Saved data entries
######
use super::*;

struct Link {
    next: Option<Box<Link>>,
}

fn chain(len: usize) -> Link {
    let mut head = Link { next: None };
    for _ in 1..len {
        head = Link {
            next: Some(Box::new(head)),
        };
    }
    head
}

fn depth(link: &Link) -> usize {
    ensure_sufficient_stack(|| match &link.next {
        Some(next) => depth(next) + 1,
        None => 1,
    })
}

fn drop_iteratively(mut link: Link) {
    while let Some(next) = link.next.take() {
        link = *next;
    }
}

#[test]
fn shallow_chain_depth() {
    let list = chain(10);
    assert_eq!(depth(&list), 10);
    drop_iteratively(list);
}

#[test]
fn deep_chain_depth() {
    // Deep enough to overflow an 8 MiB stack without growth.
    let list = chain(200_000);
    assert_eq!(depth(&list), 200_000);
    drop_iteratively(list);
}

#[test]
#[cfg(not(target_arch = "wasm32"))]
fn red_zone_above_remaining_moves_to_new_segment() {
    let before = remaining_stack().unwrap_or(0);
    let budget = StackBudget {
        red_zone: before + 1,
        segment: 4 * 1024 * 1024,
    };
    let inside = budget.run(|| remaining_stack().unwrap_or(0));
    assert!(inside > 3 * 1024 * 1024, "remaining {inside} after growth");
}

#[test]
fn passes_through_closure_result() {
    assert_eq!(ensure_sufficient_stack(|| 42), 42);
    let result: Result<u64, &str> = ensure_sufficient_stack(|| Ok(7));
    assert_eq!(result, Ok(7));
}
######
*What the task asks*
Every record must be transcribed exactly, with no line skipped.

*Written solution*
use super::*;

struct Link {
    next: Option<Box<Link>>,
}

fn chain(len: usize) -> Link {
    let mut head = Link { next: None };
    for _ in 1..len {
        head = Link {
            next: Some(Box::new(head)),
        };
    }
    head
}

fn depth(link: &Link) -> usize {
    ensure_sufficient_stack(|| match &link.next {
        Some(next) => depth(next) + 1,
        None => 1,
    })
}

fn drop_iteratively(mut link: Link) {
    while let Some(next) = link.next.take() {
        link = *next;
    }
}

#[test]
fn shallow_chain_depth() {
    let list = chain(10);
    assert_eq!(depth(&list), 10);
    drop_iteratively(list);
}

#[test]
fn deep_chain_depth() {
    // Deep enough to overflow an 8 MiB stack without growth.
    let list = chain(200_000);
    assert_eq!(depth(&list), 200_000);
    drop_iteratively(list);
}

#[test]
#[cfg(not(target_arch = "wasm32"))]
fn red_zone_above_remaining_moves_to_new_segment() {
    let before = remaining_stack().unwrap_or(0);
    let budget = StackBudget {
        red_zone: before + 1,
        segment: 4 * 1024 * 1024,
    };
    let inside = budget.run(|| remaining_stack().unwrap_or(0));
    assert!(inside > 3 * 1024 * 1024, "remaining {inside} after growth");
}

#[test]
fn passes_through_closure_result() {
    assert_eq!(ensure_sufficient_stack(|| 42), 42);
    let result: Result<u64, &str> = ensure_sufficient_stack(|| Ok(7));
    assert_eq!(result, Ok(7));
}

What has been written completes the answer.